Esperamos que este vídeo permita a continuação da descoberta, ajudando os investigadores a se familiarizarem com essa técnica poderosa e simples.
Este vídeo demonstra os procedimentos utilizados para cultivar culturas primárias de nervos e células musculares embrionárias de Xenopus. Esta preparação é útil para fazer gravações simultâneas de clamp de patch pré e pós-sináptico.

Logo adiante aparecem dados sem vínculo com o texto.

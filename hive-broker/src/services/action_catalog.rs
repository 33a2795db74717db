// Action Catalog Module
//
// The registry maps a qualified action name to an ActionCatalogEntry: the
// ordered list of providers (one per registering service) for that name.
// Entries are immutable; registration builds a new entry and swaps it in.

use std::fmt;
use std::sync::{Arc, Weak};

use crate::services::load_balancing::LoadBalancingStrategy;
use crate::services::{ActionHandler, Service};

/// A registered action
pub struct ActionDescriptor {
    /// Fully qualified name, e.g. `posts.find`
    pub name: String,
    /// Name as declared in the schema, e.g. `find`
    pub short_name: String,
    /// Qualified name of the owning service
    pub service_name: String,
    /// Cache flag resolved from the action and service settings
    pub cache: bool,
    /// Whether `handler` is actually cache-wrapped (needs a cacher on the broker)
    pub cache_wrapped: bool,
    pub description: Option<String>,
    /// Effective handler, possibly cache-wrapped
    pub handler: ActionHandler,
    service: Weak<Service>,
}

impl ActionDescriptor {
    pub(crate) fn new(
        short_name: &str,
        service_name: &str,
        handler: ActionHandler,
        service: Weak<Service>,
    ) -> Self {
        Self {
            name: format!("{service_name}.{short_name}"),
            short_name: short_name.to_string(),
            service_name: service_name.to_string(),
            cache: false,
            cache_wrapped: false,
            description: None,
            handler,
            service,
        }
    }

    pub(crate) fn with_cache(mut self, cache: bool, cache_wrapped: bool) -> Self {
        self.cache = cache;
        self.cache_wrapped = cache_wrapped;
        self
    }

    pub(crate) fn with_description(mut self, description: Option<String>) -> Self {
        self.description = description;
        self
    }

    /// The owning service, while it is alive
    pub fn service(&self) -> Option<Arc<Service>> {
        self.service.upgrade()
    }
}

impl fmt::Debug for ActionDescriptor {
    fn fmt(&self, f: &mut fmt::Formatter<'_>) -> fmt::Result {
        f.debug_struct("ActionDescriptor")
            .field("name", &self.name)
            .field("service_name", &self.service_name)
            .field("cache", &self.cache)
            .field("cache_wrapped", &self.cache_wrapped)
            .finish()
    }
}

/// One service's registration of an action name
#[derive(Clone)]
pub struct ActionProvider {
    pub descriptor: Arc<ActionDescriptor>,
    pub service: Arc<Service>,
}

impl fmt::Debug for ActionProvider {
    fn fmt(&self, f: &mut fmt::Formatter<'_>) -> fmt::Result {
        f.debug_struct("ActionProvider")
            .field("action", &self.descriptor.name)
            .field("service", &self.service.full_name())
            .finish()
    }
}

/// All providers of one qualified action name; never empty
#[derive(Clone, Debug)]
pub struct ActionCatalogEntry {
    name: String,
    providers: Vec<ActionProvider>,
}

impl ActionCatalogEntry {
    pub fn new(name: impl Into<String>, provider: ActionProvider) -> Self {
        Self {
            name: name.into(),
            providers: vec![provider],
        }
    }

    pub fn name(&self) -> &str {
        &self.name
    }

    pub fn providers(&self) -> &[ActionProvider] {
        &self.providers
    }

    pub fn len(&self) -> usize {
        self.providers.len()
    }

    pub fn is_empty(&self) -> bool {
        self.providers.is_empty()
    }

    /// Copy of this entry with one more provider appended
    pub fn with_provider(&self, provider: ActionProvider) -> Self {
        let mut next = self.clone();
        next.providers.push(provider);
        next
    }

    /// Copy of this entry without the given service's providers
    ///
    /// Returns `None` when no provider is left, so the caller drops the entry.
    pub fn without_service(&self, service_name: &str) -> Option<Self> {
        let providers: Vec<ActionProvider> = self
            .providers
            .iter()
            .filter(|p| p.service.full_name() != service_name)
            .cloned()
            .collect();
        if providers.is_empty() {
            None
        } else {
            Some(Self {
                name: self.name.clone(),
                providers,
            })
        }
    }

    /// Select one provider
    ///
    /// A single provider is always returned directly; otherwise the strategy
    /// picks one.
    pub fn get(&self, strategy: &dyn LoadBalancingStrategy) -> Option<&ActionProvider> {
        match self.providers.len() {
            0 => None,
            1 => self.providers.first(),
            _ => {
                let index = strategy.select_provider(&self.name, &self.providers);
                self.providers.get(index)
            }
        }
    }
}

This Xenopus nerve-muscle co-culture system provides a vertebrate model for studying synaptic transmission mechanisms, enabling mechanistic de-risking in early-stage target validation for neuromodulator discovery. Simultaneous pre- and post-synaptic electrophysiological recordings deliver quantitative, causally linked data on ion channel function and neurotransmitter release, supporting predictive confidence in lead compound effects on synaptic physiology. The preparation’s accessibility, room-temperature compatibility, and rapid synapse formation facilitate scalable assay development for phenotypic screening of compounds affecting neuronal excitability or synaptic plasticity.
This method fits within the discovery continuum from target hypothesis testing through lead identification, providing mechanistic readouts that inform compound progression decisions.